FIG 1.

The Tat protein induces TNF-α and IL-10 production in human monocytes in a specific manner. (A) Human monocytes were incubated with increasing amounts of full-length HIV-1 Tat protein, either recombinant (Tat), chemically synthesized (synthetic Tat), or acetylated at lysine 50 (K50). As a control, the recombinant Tat protein (10 nM) or LPS (100 ng/ml) was pretreated with trypsin for 1 h at 37°C or kept at 37°C for 1 h without trypsin.
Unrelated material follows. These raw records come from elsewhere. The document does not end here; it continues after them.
//! The once-per-epoch settlement scheduler.

use crate::engine::SettlementEngine;
use async_trait::async_trait;
use caravel_types::constants::SCHEDULER_TICK_SECS;
use caravel_types::EpochClock;
use std::sync::Arc;
use std::time::Duration;
use tracing::{debug, warn};

/// Post-settlement availability sweep hook. Failures are logged and never
/// abort settlement; the two concerns are deliberately decoupled.
#[async_trait]
pub trait AvailabilitySweep: Send + Sync {
    async fn run(&self, current_epoch: u32) -> Result<(), String>;
}

/// Drives `settle_epoch` once per epoch boundary.
///
/// Only `current - 1` is ever settled: the coordinator rejects receipts
/// for anything but the open epoch, so by the time an epoch is one behind
/// the head its receipt set is complete.
pub struct EpochScheduler {
    engine: Arc<SettlementEngine>,
    clock: EpochClock,
    tick: Duration,
    /// Signed so the genesis rewind (`current - 2`) can go below zero.
    last_settled_epoch: i64,
    sweep: Option<Arc<dyn AvailabilitySweep>>,
}

impl EpochScheduler {
    /// On startup `last_settled_epoch` rewinds to `current - 2`, so the
    /// most recently closed epoch is picked up on the first tick even
    /// after a restart. Settlement idempotence makes the overlap safe.
    pub fn new(
        engine: Arc<SettlementEngine>,
        clock: EpochClock,
        sweep: Option<Arc<dyn AvailabilitySweep>>,
    ) -> Self {
        Self {
            engine,
            clock,
            tick: Duration::from_secs(SCHEDULER_TICK_SECS),
            last_settled_epoch: clock.current_epoch() as i64 - 2,
            sweep,
        }
    }

    pub fn with_tick(mut self, tick: Duration) -> Self {
        self.tick = tick;
        self
    }

    /// Runs forever. Double ticks and restarts are harmless because
    /// settlement is idempotent.
    pub async fn run(mut self) {
        let mut interval = tokio::time::interval(self.tick);
        interval.set_missed_tick_behavior(tokio::time::MissedTickBehavior::Skip);
        loop {
            interval.tick().await;
            self.tick_once().await;
        }
    }

    /// One scheduler step: settle `current - 1` if it is newer than the
    /// last settled epoch, then sweep.
    pub async fn tick_once(&mut self) {
        let current = self.clock.current_epoch();
        let Some(epoch_to_settle) = current.checked_sub(1) else {
            debug!(target: "settlement", "first epoch still open, nothing to settle");
            return;
        };

        if epoch_to_settle as i64 > self.last_settled_epoch {
            match self.engine.settle_epoch(epoch_to_settle).await {
                Ok(_) => self.last_settled_epoch = epoch_to_settle as i64,
                Err(e) => {
                    // Left unsettled; the next tick retries.
                    warn!(target: "settlement", epoch = epoch_to_settle, error = %e, "settlement failed");
                }
            }
        }

        if let Some(sweep) = &self.sweep {
            if let Err(e) = sweep.run(current).await {
                warn!(target: "settlement", error = %e, "availability sweep failed");
            }
        }
    }

    pub fn last_settled_epoch(&self) -> i64 {
        self.last_settled_epoch
    }
}

#[cfg(test)]
mod tests {
    use super::*;
    use caravel_storage::MemoryCoordinatorStore;
    use caravel_test_utils::seeded_keypair;

    #[tokio::test]
    async fn tick_settles_the_previous_epoch_exactly_once() {
        let store = std::sync::Arc::new(MemoryCoordinatorStore::new());
        let engine = Arc::new(SettlementEngine::new(store, seeded_keypair(1)));
        // Short epochs relative to the wall clock: the head epoch is far
        // past genesis but stable for the duration of the test.
        let clock = EpochClock::new(0, 1_000_000);
        let mut scheduler = EpochScheduler::new(engine, clock, None);

        let before = scheduler.last_settled_epoch();
        scheduler.tick_once().await;
        let settled = scheduler.last_settled_epoch();
        assert!(settled > before);
        assert_eq!(settled, clock.current_epoch() as i64 - 1);

        // A second tick in the same epoch is a no-op; the marker can only
        // move forward with the clock.
        scheduler.tick_once().await;
        assert!(scheduler.last_settled_epoch() >= settled);
    }
}
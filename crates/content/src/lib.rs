//! File chunking, Merkle commitments and verified reassembly.

pub mod chunker;
pub mod merkle;

pub use chunker::{chunk_bytes, reassemble, ChunkedFile};
pub use merkle::{merkle_proof, merkle_root, verify_proof, MerkleProof, ProofStep, Side};
//! The receipt mint: an isolated signing oracle.
//!
//! The mint holds one Ed25519 key in memory and nothing else: no database,
//! no invoice records, no history. It verifies Lightning settlement through
//! the invoice port and emits a signature over the token payload. Double
//! signing a settled invoice is possible by design; epoch aggregation
//! deduplicates downstream.

pub mod http;
pub mod invoice_double;

use base64::{engine::general_purpose::STANDARD as BASE64, Engine as _};
use caravel_api::{InvoiceError, InvoicePort, SignReceiptRequest, SignedReceiptToken};
use caravel_crypto::Ed25519KeyPair;
use caravel_types::receipt::token_payload;
use caravel_types::{Hex32, MintError};
use std::sync::Arc;

pub use invoice_double::MemoryInvoicePort;

/// The signing oracle.
pub struct Mint {
    keypair: Option<Ed25519KeyPair>,
    invoice_port: Option<Arc<dyn InvoicePort>>,
}

impl Mint {
    /// A mint with a key and settlement checking.
    pub fn new(keypair: Ed25519KeyPair, invoice_port: Arc<dyn InvoicePort>) -> Self {
        Self {
            keypair: Some(keypair),
            invoice_port: Some(invoice_port),
        }
    }

    /// A mint that signs without checking settlement. Development only.
    pub fn without_invoice_port(keypair: Ed25519KeyPair) -> Self {
        Self {
            keypair: Some(keypair),
            invoice_port: None,
        }
    }

    /// A mint with no key loaded; every sign request fails with `no_key`.
    pub fn keyless() -> Self {
        Self {
            keypair: None,
            invoice_port: None,
        }
    }

    /// The mint's published public key.
    pub fn pubkey(&self) -> Option<Hex32> {
        self.keypair.as_ref().map(|kp| kp.public())
    }

    /// Verifies settlement and signs the token payload.
    pub async fn sign_receipt(
        &self,
        req: &SignReceiptRequest,
    ) -> Result<SignedReceiptToken, MintError> {
        let keypair = self.keypair.as_ref().ok_or(MintError::NoKey)?;

        if let Some(port) = &self.invoice_port {
            let status = port.lookup_invoice(&req.payment_hash).await.map_err(|e| match e {
                InvoiceError::NotFound => MintError::NotSettled,
                InvoiceError::Unavailable(msg) => MintError::LndUnavailable(msg),
            })?;
            if !status.settled {
                return Err(MintError::NotSettled);
            }
            if status.amt_paid_sats < req.price_sats as u64 {
                return Err(MintError::Underpaid {
                    required: req.price_sats as u64,
                    paid: status.amt_paid_sats,
                });
            }
        }

        let payload = token_payload(
            &req.host_pubkey,
            req.epoch,
            &req.block_cid,
            &req.response_hash,
            req.price_sats,
            &req.payment_hash,
        );
        Ok(SignedReceiptToken {
            receipt_token: BASE64.encode(keypair.sign_raw(&payload)),
            mint_pubkey: keypair.public(),
        })
    }
}

/// In-process mint client, for single-process deployments and tests.
pub struct LocalMintClient {
    mint: Arc<Mint>,
}

impl LocalMintClient {
    pub fn new(mint: Arc<Mint>) -> Self {
        Self { mint }
    }
}

#[async_trait::async_trait]
impl caravel_api::MintClient for LocalMintClient {
    async fn sign_receipt(
        &self,
        req: &SignReceiptRequest,
    ) -> Result<SignedReceiptToken, caravel_api::MintClientError> {
        self.mint.sign_receipt(req).await.map_err(|e| {
            use caravel_types::ErrorTag;
            caravel_api::MintClientError::Rejected {
                tag: e.tag().into_owned(),
                message: e.to_string(),
            }
        })
    }
}

#[cfg(test)]
mod tests {
    use super::*;
    use caravel_test_utils::{labeled_cid, seeded_keypair};

    fn request(payment_hash: Hex32, price: u32) -> SignReceiptRequest {
        SignReceiptRequest {
            host_pubkey: seeded_keypair(2).public(),
            epoch: 7,
            block_cid: labeled_cid("block"),
            response_hash: labeled_cid("response"),
            price_sats: price,
            payment_hash,
        }
    }

    #[tokio::test]
    async fn signs_settled_invoices_with_a_verifiable_token() {
        let invoices = Arc::new(MemoryInvoicePort::new());
        let hash = invoices.add_settled(21).await;
        let mint = Mint::new(seeded_keypair(1), invoices);

        let signed = mint.sign_receipt(&request(hash, 21)).await.unwrap();
        assert_eq!(signed.mint_pubkey, seeded_keypair(1).public());

        let token = BASE64.decode(&signed.receipt_token).unwrap();
        let req = request(hash, 21);
        let payload = token_payload(
            &req.host_pubkey,
            req.epoch,
            &req.block_cid,
            &req.response_hash,
            req.price_sats,
            &req.payment_hash,
        );
        assert!(caravel_crypto::verify_raw(&signed.mint_pubkey, &token, &payload));
    }

    #[tokio::test]
    async fn unsettled_invoice_is_refused() {
        let invoices = Arc::new(MemoryInvoicePort::new());
        let hash = invoices.add_open(21).await;
        let mint = Mint::new(seeded_keypair(1), invoices);
        assert!(matches!(
            mint.sign_receipt(&request(hash, 21)).await,
            Err(MintError::NotSettled)
        ));
    }

    #[tokio::test]
    async fn underpaid_invoice_is_refused() {
        let invoices = Arc::new(MemoryInvoicePort::new());
        let hash = invoices.add_settled(10).await;
        let mint = Mint::new(seeded_keypair(1), invoices);
        assert!(matches!(
            mint.sign_receipt(&request(hash, 21)).await,
            Err(MintError::Underpaid { required: 21, paid: 10 })
        ));
    }

    #[tokio::test]
    async fn unknown_invoice_reads_as_not_settled() {
        let invoices = Arc::new(MemoryInvoicePort::new());
        let mint = Mint::new(seeded_keypair(1), invoices);
        assert!(matches!(
            mint.sign_receipt(&request(labeled_cid("missing"), 21)).await,
            Err(MintError::NotSettled)
        ));
    }

    #[tokio::test]
    async fn unreachable_port_is_transient() {
        let invoices = Arc::new(MemoryInvoicePort::new());
        invoices.set_unreachable(true).await;
        let hash = labeled_cid("any");
        let mint = Mint::new(seeded_keypair(1), invoices);
        assert!(matches!(
            mint.sign_receipt(&request(hash, 21)).await,
            Err(MintError::LndUnavailable(_))
        ));
    }

    #[tokio::test]
    async fn keyless_mint_refuses_everything() {
        let mint = Mint::keyless();
        assert!(matches!(
            mint.sign_receipt(&request(labeled_cid("x"), 1)).await,
            Err(MintError::NoKey)
        ));
    }
}
//! Fixed-size chunking and verified reassembly.

use crate::merkle::merkle_root;
use caravel_types::constants::MAX_MANIFEST_BLOCKS;
use caravel_types::{cid_from_bytes, verify_cid, ContentError, FileManifest, Hex32};
use std::collections::HashMap;

/// The output of chunking one file: the blocks, their manifest and its root.
#[derive(Debug, Clone)]
pub struct ChunkedFile {
    /// Ordered `(cid, bytes)` pairs.
    pub blocks: Vec<(Hex32, Vec<u8>)>,
    pub manifest: FileManifest,
    pub file_root: Hex32,
}

/// Splits file bytes into fixed-size blocks and assembles the manifest.
///
/// An empty file yields a single empty block so that every file, including
/// the degenerate one, has a fetchable unit and a well-defined root.
pub fn chunk_bytes(
    bytes: &[u8],
    mime: Option<String>,
    chunk_size: u32,
) -> Result<ChunkedFile, ContentError> {
    if chunk_size == 0 {
        return Err(ContentError::ChunkSizeZero);
    }

    let blocks: Vec<(Hex32, Vec<u8>)> = if bytes.is_empty() {
        vec![(cid_from_bytes(b""), Vec::new())]
    } else {
        bytes
            .chunks(chunk_size as usize)
            .map(|chunk| (cid_from_bytes(chunk), chunk.to_vec()))
            .collect()
    };

    if blocks.len() > MAX_MANIFEST_BLOCKS {
        return Err(ContentError::TooManyBlocks(blocks.len()));
    }

    let cids: Vec<Hex32> = blocks.iter().map(|(cid, _)| *cid).collect();
    let manifest = FileManifest {
        version: 1,
        chunk_size,
        size: bytes.len() as u64,
        merkle_root: merkle_root(&cids)?,
        blocks: cids,
        mime,
    };
    let file_root = manifest.file_root()?;

    Ok(ChunkedFile {
        blocks,
        manifest,
        file_root,
    })
}

/// Reconstructs the original file from a manifest and a CID-keyed block
/// map, verifying every block against its CID and the total size against
/// the manifest.
pub fn reassemble(
    manifest: &FileManifest,
    block_map: &HashMap<Hex32, Vec<u8>>,
) -> Result<Vec<u8>, ContentError> {
    manifest.validate()?;

    let mut out = Vec::with_capacity(manifest.size as usize);
    for cid in &manifest.blocks {
        let bytes = block_map
            .get(cid)
            .ok_or(ContentError::MissingBlock(*cid))?;
        if !verify_cid(cid, bytes) {
            return Err(ContentError::CidMismatch { expected: *cid });
        }
        out.extend_from_slice(bytes);
    }

    if out.len() as u64 != manifest.size {
        return Err(ContentError::SizeMismatch {
            expected: manifest.size,
            actual: out.len() as u64,
        });
    }
    Ok(out)
}
//! Observability: structured logging and the metrics endpoint.

pub mod init;
pub mod metrics;

pub use init::init_tracing;
pub use metrics::{install_node_metrics, metrics_router, record_event_ingested, record_settled_epoch};
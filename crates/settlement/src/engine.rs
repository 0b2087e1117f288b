//! The idempotent per-epoch settlement engine.

use crate::aggregate::{aggregate_digests, EpochGroup};
use crate::reward::{distribute_rewards, HostScoreInputs};
use caravel_api::CoordinatorStore;
use caravel_crypto::{mine_blocking, event_target, sign_event, Ed25519KeyPair};
use caravel_types::codec::Value;
use caravel_types::constants::AVAILABILITY_DEFAULT_SCORE;
use caravel_types::{
    encode_event_body, epoch::now_ms, EpochSummary, EventKind, EventV1, Hex32, SettlementError,
    SettlementReport,
};
use std::collections::BTreeMap;
use std::sync::Arc;
use tracing::{info, warn};

/// Composes aggregation, reward distribution and persistence into one
/// idempotent `settle_epoch` operation.
pub struct SettlementEngine {
    store: Arc<dyn CoordinatorStore>,
    /// Signs the epoch summary event appended to the log.
    signer: Ed25519KeyPair,
}

impl SettlementEngine {
    pub fn new(store: Arc<dyn CoordinatorStore>, signer: Ed25519KeyPair) -> Self {
        Self { store, signer }
    }

    /// Settles one epoch. Safe to call any number of times: persisted
    /// summaries act as the idempotency key, so a second call for the same
    /// epoch returns an empty report and debits nothing.
    pub async fn settle_epoch(&self, epoch: u32) -> Result<SettlementReport, SettlementError> {
        // 1. Guard.
        if self.store.epoch_has_summaries(epoch).await? {
            return Ok(SettlementReport::already_settled(epoch));
        }

        // 2–3. Fetch and aggregate.
        let digests = self.store.receipts_for_epoch(epoch).await?;
        let groups = aggregate_digests(digests);
        let total_groups = groups.len() as u64;

        // 4. Classify. Ineligible groups are recorded, not discarded.
        let mut summaries: Vec<EpochSummary> = Vec::with_capacity(groups.len());
        let mut by_cid: BTreeMap<Hex32, Vec<EpochGroup>> = BTreeMap::new();
        for group in groups {
            if group.is_eligible() {
                by_cid.entry(group.cid).or_default().push(group);
            } else {
                summaries.push(EpochSummary {
                    epoch,
                    host: group.host,
                    cid: group.cid,
                    receipt_count: group.receipt_count,
                    unique_clients: group.unique_clients,
                    reward_sats: 0,
                    eligible: false,
                });
            }
        }
        let eligible_groups = by_cid.values().map(|v| v.len() as u64).sum::<u64>();

        // 5–6. Per-CID payouts and pool drain.
        let mut paid_groups = 0u64;
        let mut total_paid = 0u64;
        let mut total_fee = 0u64;
        for (cid, cid_groups) in by_cid {
            let pool = self.store.get_bounty(&cid).await?;
            if pool.balance_sats == 0 {
                for group in &cid_groups {
                    summaries.push(self.zero_reward_summary(epoch, group));
                }
                continue;
            }

            let mut inputs = Vec::with_capacity(cid_groups.len());
            for group in &cid_groups {
                let uptime = match self.store.get_host(&group.host).await? {
                    Some(host) => host.availability_score,
                    None => AVAILABILITY_DEFAULT_SCORE,
                };
                inputs.push(HostScoreInputs {
                    host: group.host,
                    unique_clients: group.unique_clients,
                    uptime,
                    // Reserved for geo/ASN weighting.
                    diversity: 1.0,
                });
            }

            let split = distribute_rewards(pool.balance_sats, &inputs);
            let actual_drain = self
                .store
                .debit_bounty(&cid, split.total_drain(), epoch)
                .await?;
            self.drain_pins(&cid, actual_drain).await?;
            if split.aggregator_fee_sats > 0 {
                self.store.credit_protocol(split.aggregator_fee_sats).await?;
            }

            for (group, (host, reward)) in cid_groups.iter().zip(&split.rewards) {
                debug_assert_eq!(group.host, *host);
                if *reward > 0 {
                    paid_groups += 1;
                }
                total_paid += reward;
                summaries.push(EpochSummary {
                    epoch,
                    host: *host,
                    cid,
                    receipt_count: group.receipt_count,
                    unique_clients: group.unique_clients,
                    reward_sats: *reward,
                    eligible: true,
                });
            }
            total_fee += split.aggregator_fee_sats;
        }

        // 7. Persist the whole batch atomically.
        if !summaries.is_empty() {
            self.store.insert_summaries(&summaries).await?;
        }

        let report = SettlementReport {
            epoch,
            total_groups,
            eligible_groups,
            paid_groups,
            total_paid_sats: total_paid,
            total_aggregator_fee_sats: total_fee,
            summaries,
        };

        // 8. Append the summary event to the log.
        if let Err(e) = self.append_summary_event(&report).await {
            // The epoch is settled either way; the log entry is advisory.
            warn!(target: "settlement", epoch, error = %e, "failed to append epoch summary event");
        }

        info!(
            target: "settlement",
            epoch,
            total_groups = report.total_groups,
            eligible = report.eligible_groups,
            paid = report.paid_groups,
            paid_sats = report.total_paid_sats,
            "epoch settled"
        );
        caravel_telemetry::record_settled_epoch(report.total_paid_sats);
        Ok(report)
    }

    fn zero_reward_summary(&self, epoch: u32, group: &EpochGroup) -> EpochSummary {
        EpochSummary {
            epoch,
            host: group.host,
            cid: group.cid,
            receipt_count: group.receipt_count,
            unique_clients: group.unique_clients,
            reward_sats: 0,
            eligible: true,
        }
    }

    /// Drains active pin contracts for a CID by the settled amount,
    /// oldest first. A contract that runs dry transitions to EXHAUSTED.
    async fn drain_pins(&self, cid: &Hex32, amount: u64) -> Result<(), SettlementError> {
        if amount == 0 {
            return Ok(());
        }
        let mut remaining = amount;
        let mut pins = self.store.active_pins_for(cid).await?;
        pins.sort_by_key(|p| p.created_epoch);
        for mut pin in pins {
            if remaining == 0 {
                break;
            }
            let drained = pin.drain(remaining);
            if drained > 0 {
                remaining -= drained;
                self.store.update_pin(&pin).await?;
            }
        }
        Ok(())
    }

    /// Signs and appends the MATERIALIZER summary event. Free events carry
    /// proof-of-work, so the nonce is mined on the blocking pool.
    async fn append_summary_event(&self, report: &SettlementReport) -> Result<(), SettlementError> {
        let body = Value::map([
            ("epoch", Value::from(report.epoch)),
            ("total_groups", Value::from(report.total_groups)),
            ("eligible_groups", Value::from(report.eligible_groups)),
            ("paid_groups", Value::from(report.paid_groups)),
            ("total_paid_sats", Value::from(report.total_paid_sats)),
            (
                "total_aggregator_fee_sats",
                Value::from(report.total_aggregator_fee_sats),
            ),
        ]);
        let body_hex =
            encode_event_body(&body).map_err(|e| SettlementError::SummaryEvent(e.to_string()))?;

        let mut event = EventV1 {
            v: 1,
            kind: EventKind::Materializer,
            from: self.signer.public(),
            r#ref: Hex32::ZERO,
            body: body_hex,
            sats: 0,
            ts: now_ms(),
            sig: String::new(),
            nonce: None,
            pow_hash: None,
        };

        let body_bytes = event
            .body_bytes()
            .map_err(|e| SettlementError::SummaryEvent(e.to_string()))?;
        let challenge = caravel_crypto::event_challenge(
            &event.from,
            event.ts,
            event.kind.as_u8(),
            &event.r#ref,
            &body_bytes,
        );
        let (nonce, pow) = mine_blocking(challenge, event_target())
            .await
            .map_err(|e| SettlementError::SummaryEvent(e.to_string()))?;
        event.nonce = Some(nonce);
        event.pow_hash = Some(Hex32::from_bytes(pow));

        sign_event(&self.signer, &mut event)
            .map_err(|e| SettlementError::SummaryEvent(e.to_string()))?;
        let event_id = event
            .event_id()
            .map_err(|e| SettlementError::SummaryEvent(e.to_string()))?;
        self.store.append_event(&event_id, &event).await?;
        Ok(())
    }
}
After 24 h of treatment, levels of TNF-α (gray bars) and IL-10 (black bars) in the supernatants of the cells were quantified by ELISA. Unst., unstimulated cells. (B) Human monocytes were incubated with HeLa-Tat cells (Delta20 line) stably transfected with tat-rev-vpu gene-conditioned medium (100 μl) in the absence or presence of a mixture of three monoclonal antibodies (1 μg or 10 μg/ml), recognizing epitopes localized in domains 1-15, 46-60, and 78-86 of the Tat sequence, or 10 μg/ml of a monoclonal antibody against HIV-1 gp120 (Mab110-4), which recognizes an epitope within the V3 region. As positive controls, human monocytes were treated with either recombinant Tat (10 nM) or LPS (10 ng/ml). After 24 h, the cell supernatants were collected, and TNF-α (gray bars) and IL-10 (black bars) levels were quantified by ELISA. The data represent means and SD for three independent experiments. Statistical significance was analyzed by one-way ANOVA follow by Bonferroni posttests and is marked as follows: *, P < 0.05; **, P < 0.01; ***, P < 0.001; ns, nonsignificant. All bars were compared to those for untreated cells unless otherwise specified (indicated with a black line above the bars).